While senior officials have
long insisted that they want to rejuvenate a global
system of strong nation states that exercise full
sovereignty over their borders as the preferred
alternative to "global government", the two incidents
help illustrate how far Washington will go in
interfering with that sovereignty to further its own
interests.
Last Sunday, the Central Intelligence
Agency launched a laser-guided Hellfire missile from an
unmanned Predator reconnaissance plane at a car
travelling in a remote region in northern Yemen,
instantly incinerating the vehicle and its six
occupants, who reportedly included a senior operative of
Osama bin Laden's al-Qaeda group, Qaed Senyan al-Harthi.
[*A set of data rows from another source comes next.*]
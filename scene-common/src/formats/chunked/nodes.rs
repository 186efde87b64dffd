//! Metadata and node chunk payloads
//!
//! Nodes are flattened in pre-order with the index of their parent
//! (`-1` for the root). Every parent precedes its children, so decoding
//! rebuilds the hierarchy in a single forward pass.

use std::collections::BTreeMap;

use scenepack_shared::{
    CameraComponent, Component, LightComponent, NodeId, Projection, SceneGraph, SceneMetadata,
    SceneNode,
};
use tracing::debug;

use super::tags::{read_tag, write_tag};
use super::{read_opt_f32, write_opt_f32};
use crate::bytes::{ByteReader, ByteWriter};
use crate::error::{FormatError, Result};
use crate::string_table::StringTable;

const COMPONENT_MESH: u8 = 0;
const COMPONENT_CAMERA: u8 = 1;
const COMPONENT_LIGHT: u8 = 2;
const COMPONENT_CUSTOM: u8 = 3;

const PROJECTION_PERSPECTIVE: u8 = 0;
const PROJECTION_ORTHOGRAPHIC: u8 = 1;

// ============================================================================
// Metadata
// ============================================================================

pub fn write_metadata(
    w: &mut ByteWriter,
    strings: &mut StringTable,
    graph: &SceneGraph,
) -> Result<()> {
    let meta = &graph.metadata;
    w.write_string_ref(strings, &graph.version)?;
    w.write_string_ref(strings, &meta.name)?;
    w.write_opt_string_ref(strings, meta.description.as_deref())?;
    w.write_opt_string_ref(strings, meta.author.as_deref())?;
    w.write_opt_string_ref(strings, meta.license.as_deref())?;
    w.write_opt_string_ref(strings, meta.created_at.as_deref())?;
    w.write_opt_string_ref(strings, meta.modified_at.as_deref())?;
    write_string_list(w, strings, &meta.tags)
}

pub fn read_metadata(
    r: &mut ByteReader<'_>,
    strings: &StringTable,
    graph: &mut SceneGraph,
) -> Result<()> {
    graph.version = r.read_string_ref(strings)?;
    graph.metadata = SceneMetadata {
        name: r.read_string_ref(strings)?,
        description: r.read_opt_string_ref(strings)?,
        author: r.read_opt_string_ref(strings)?,
        license: r.read_opt_string_ref(strings)?,
        created_at: r.read_opt_string_ref(strings)?,
        modified_at: r.read_opt_string_ref(strings)?,
        tags: read_string_list(r, strings)?,
    };
    Ok(())
}

pub(super) fn write_string_list(
    w: &mut ByteWriter,
    strings: &mut StringTable,
    list: &[String],
) -> Result<()> {
    w.write_count_u16("string list entries", list.len())?;
    for s in list {
        w.write_string_ref(strings, s)?;
    }
    Ok(())
}

pub(super) fn read_string_list(r: &mut ByteReader<'_>, strings: &StringTable) -> Result<Vec<String>> {
    let count = r.read_u16()? as usize;
    (0..count).map(|_| r.read_string_ref(strings)).collect()
}

// ============================================================================
// Nodes
// ============================================================================

pub fn write_nodes(w: &mut ByteWriter, strings: &mut StringTable, graph: &SceneGraph) -> Result<()> {
    let order: Vec<_> = graph
        .traverse_pre_order()
        .into_iter()
        .filter_map(|(id, parent)| graph.node(id).map(|node| (id, parent, node)))
        .collect();
    if order.len() < graph.node_count() {
        debug!(
            "Skipping {} node(s) not reachable from the root",
            graph.node_count() - order.len()
        );
    }

    // Arena handle -> position in the flattened list
    let mut flat_index = vec![-1i32; graph.node_count()];
    w.write_u32(order.len() as u32);

    for (position, (id, parent, node)) in order.into_iter().enumerate() {
        flat_index[id.index()] = position as i32;
        let parent_index = parent.map(|p| flat_index[p.index()]).unwrap_or(-1);
        w.write_i32(parent_index);
        write_node(w, strings, node)?;
    }
    Ok(())
}

fn write_node(w: &mut ByteWriter, strings: &mut StringTable, node: &SceneNode) -> Result<()> {
    w.write_string_ref(strings, &node.id)?;
    w.write_string_ref(strings, &node.name)?;
    w.write_string_ref(strings, &node.kind)?;
    w.write_transform(&node.transform);
    w.write_bool(node.active);
    w.write_u32(node.layer);
    write_string_list(w, strings, &node.tags)?;

    w.write_count_u16("components", node.components.len())?;
    for component in &node.components {
        write_component(w, strings, component)?;
    }

    if node.metadata.is_empty() {
        w.write_string("");
    } else {
        w.write_string(&serde_json::to_string(&node.metadata)?);
    }
    w.write_opt_string_ref(strings, node.prefab.as_deref())
}

fn write_component(
    w: &mut ByteWriter,
    strings: &mut StringTable,
    component: &Component,
) -> Result<()> {
    match component {
        Component::Mesh {
            mesh_id,
            material_id,
        } => {
            w.write_u8(COMPONENT_MESH);
            w.write_string_ref(strings, mesh_id)?;
            w.write_opt_string_ref(strings, material_id.as_deref())?;
        }
        Component::Camera(camera) => {
            w.write_u8(COMPONENT_CAMERA);
            match camera.projection {
                Projection::Perspective {
                    fov_degrees,
                    aspect_ratio,
                } => {
                    w.write_u8(PROJECTION_PERSPECTIVE);
                    w.write_f32(fov_degrees);
                    write_opt_f32(w, aspect_ratio);
                }
                Projection::Orthographic { xmag, ymag } => {
                    w.write_u8(PROJECTION_ORTHOGRAPHIC);
                    w.write_f32(xmag);
                    w.write_f32(ymag);
                }
            }
            w.write_f32(camera.near);
            write_opt_f32(w, camera.far);
        }
        Component::Light(light) => {
            w.write_u8(COMPONENT_LIGHT);
            write_tag(w, light.kind);
            w.write_vec3(light.color);
            w.write_f32(light.intensity);
            write_opt_f32(w, light.range);
            w.write_f32(light.inner_cone_angle);
            w.write_f32(light.outer_cone_angle);
        }
        Component::Custom { kind, data } => {
            w.write_u8(COMPONENT_CUSTOM);
            w.write_string_ref(strings, kind)?;
            w.write_string(&serde_json::to_string(data)?);
        }
    }
    Ok(())
}

pub fn read_nodes(
    r: &mut ByteReader<'_>,
    strings: &StringTable,
    graph: &mut SceneGraph,
) -> Result<()> {
    if !graph.nodes.is_empty() {
        return Err(FormatError::BadHierarchy("duplicate node chunk".into()));
    }
    let count = r.read_u32()? as usize;

    for position in 0..count {
        let parent = r.read_i32()?;
        let node = read_node(r, strings)?;

        if parent < 0 {
            if graph.root.is_some() {
                return Err(FormatError::BadHierarchy(format!(
                    "node {position} is a second root"
                )));
            }
            graph.set_root(node);
        } else if (parent as usize) < position {
            graph
                .add_child(NodeId(parent as u32), node)
                .ok_or_else(|| {
                    FormatError::BadHierarchy(format!("node {position} has unknown parent {parent}"))
                })?;
        } else {
            return Err(FormatError::BadHierarchy(format!(
                "node {position} refers to parent {parent} that does not precede it"
            )));
        }
    }
    Ok(())
}

fn read_node(r: &mut ByteReader<'_>, strings: &StringTable) -> Result<SceneNode> {
    let id = r.read_string_ref(strings)?;
    let name = r.read_string_ref(strings)?;
    let kind = r.read_string_ref(strings)?;
    let transform = r.read_transform()?;
    let active = r.read_bool()?;
    let layer = r.read_u32()?;
    let tags = read_string_list(r, strings)?;

    let component_count = r.read_u16()? as usize;
    let components = (0..component_count)
        .map(|_| read_component(r, strings))
        .collect::<Result<Vec<_>>>()?;

    let metadata_json = r.read_string()?;
    let metadata = if metadata_json.is_empty() {
        BTreeMap::new()
    } else {
        serde_json::from_str(&metadata_json)?
    };
    let prefab = r.read_opt_string_ref(strings)?;

    Ok(SceneNode {
        id,
        name,
        kind,
        transform,
        active,
        layer,
        tags,
        children: Vec::new(),
        components,
        metadata,
        prefab,
    })
}

fn read_component(r: &mut ByteReader<'_>, strings: &StringTable) -> Result<Component> {
    let tag = r.read_u8()?;
    let component = match tag {
        COMPONENT_MESH => Component::Mesh {
            mesh_id: r.read_string_ref(strings)?,
            material_id: r.read_opt_string_ref(strings)?,
        },
        COMPONENT_CAMERA => {
            let projection = match r.read_u8()? {
                PROJECTION_PERSPECTIVE => Projection::Perspective {
                    fov_degrees: r.read_f32()?,
                    aspect_ratio: read_opt_f32(r)?,
                },
                PROJECTION_ORTHOGRAPHIC => Projection::Orthographic {
                    xmag: r.read_f32()?,
                    ymag: r.read_f32()?,
                },
                other => {
                    return Err(FormatError::InvalidTag {
                        what: "camera projection",
                        value: other as u32,
                    });
                }
            };
            Component::Camera(CameraComponent {
                projection,
                near: r.read_f32()?,
                far: read_opt_f32(r)?,
            })
        }
        COMPONENT_LIGHT => Component::Light(LightComponent {
            kind: read_tag(r)?,
            color: r.read_vec3()?,
            intensity: r.read_f32()?,
            range: read_opt_f32(r)?,
            inner_cone_angle: r.read_f32()?,
            outer_cone_angle: r.read_f32()?,
        }),
        COMPONENT_CUSTOM => {
            let kind = r.read_string_ref(strings)?;
            let data = serde_json::from_str(&r.read_string()?)?;
            Component::Custom { kind, data }
        }
        other => {
            return Err(FormatError::InvalidTag {
                what: "component",
                value: other as u32,
            });
        }
    };
    Ok(component)
}
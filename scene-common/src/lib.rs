//! Scene serialization for scenepack
//!
//! This crate provides the encoders shared by the exporter CLI and library
//! users:
//!
//! - [`string_table`] - String interning for compact binary output
//! - [`bytes`] - Little-endian writer/reader primitives
//! - [`formats`] - Chunked binary and JSON scene encodings, validation, merge

pub mod bytes;
mod error;
pub mod formats;
pub mod string_table;

#[cfg(test)]
mod fixtures;

pub use bytes::{ByteReader, ByteWriter};
pub use error::{FormatError, Result};
pub use string_table::StringTable;

pub use formats::chunked::{
    ChunkType, ChunkedDecoder, ChunkedEncoder, ChunkedOptions, decode_scene, encode_scene,
};
pub use formats::text::{
    Severity, TextOptions, ValidationIssue, ValidationReport, clone_graph, from_json, merge,
    to_json, validate,
};
//! Procedural asset generation for the direct scene compiler
//!
//! Geometry generators produce flat position/normal/uv arrays with 16-bit
//! indices. Material composition turns object properties and visual traits
//! into PBR factor tuples that can be deduplicated by key.
//!
//! # Mesh Example
//! ```
//! use proc_gen::mesh::*;
//!
//! let mesh = generate_box([2.0, 1.0, 1.0]);
//! assert_eq!(mesh.vertex_count(), 24);
//! assert_eq!(mesh.triangle_count(), 12);
//!
//! let sphere = generate_primitive(PrimitiveKind::parse("sphere").unwrap(), [1.0; 3]);
//! assert_eq!(sphere.vertex_count(), 25 * 17);
//! ```
//!
//! # Material Example
//! ```
//! use proc_gen::material::*;
//! use scenepack_shared::{Properties, PropertyValue, TraitDecl};
//!
//! let mut properties = Properties::new();
//! properties.insert("material".into(), PropertyValue::from("metal.polished"));
//! properties.insert("color".into(), PropertyValue::from("#ff0000"));
//!
//! let factors = compose_material(&properties, &[TraitDecl::new("glowing")]);
//! assert_eq!(factors.base_color, [1.0, 0.0, 0.0, 1.0]);
//! assert!(factors.metallic > 0.9);
//! assert!(factors.emissive[0] > 0.0);
//! ```

pub mod material;
pub mod mesh;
The attack marked the first time that Washington
has used an armed Predator drone to attack suspected
terrorists outside of Afghanistan and in a country at
peace with the United States. While Washington insisted
that it had permission from the Yemeni government to
carry out the attack, Yemeni officials declined to
confirm that.
The second incident took place two
days before the attack, when Mauritius' ambassador to
the United Nations, Jagdish Koonjul, was abruptly
recalled by his government after Port Louis received a
complaint from Washington that Koonjul was not lining up
with sufficient zeal behind Washington's latest draft
resolution on weapons inspections in Iraq at the UN
Security Council.
It had apparently been pointed
out to the Mauritians, who export most of their textiles
to the United States, that by signing a preferential
trade agreement with the United States in 2000, they had
agreed not to "engage in activities that undermine
United States national security or foreign policy
interests". The not-so-subtle message was that if they
failed to support Washington at the Security Council,
their trade interests would suffer.
In many
ways, neither event was terribly surprising.
The
use of economic pressure by one state against another
for political ends, for example, is nothing new in the
history of interstate relations. On the other hand,
making a trade agreement explicitly conditional on a
state's surrendering control over its foreign policy on
issues deemed important to a more powerful trading
partner, not only narrows the definition of sovereignty;
it smacks of 19th-century imperialism.
More
dramatic, of course, was the attack over the Yemeni
desert. The incident, which sparked outrage in Arab
countries, immediately drew questions about parallels
with Israel's policy of "targeted killings" of suspected
Palestinian terrorists, a policy condemned even by the
Bush administration.
While Yemen, like the
Philippines, Georgia and Pakistan, among others, has
taken up offers by the administration of US military
advisers to provide intelligence and train their own
troops to track down alleged terrorists, this was the
first time that Washington had unilaterally killed a
target far from the battlefield in Afghanistan.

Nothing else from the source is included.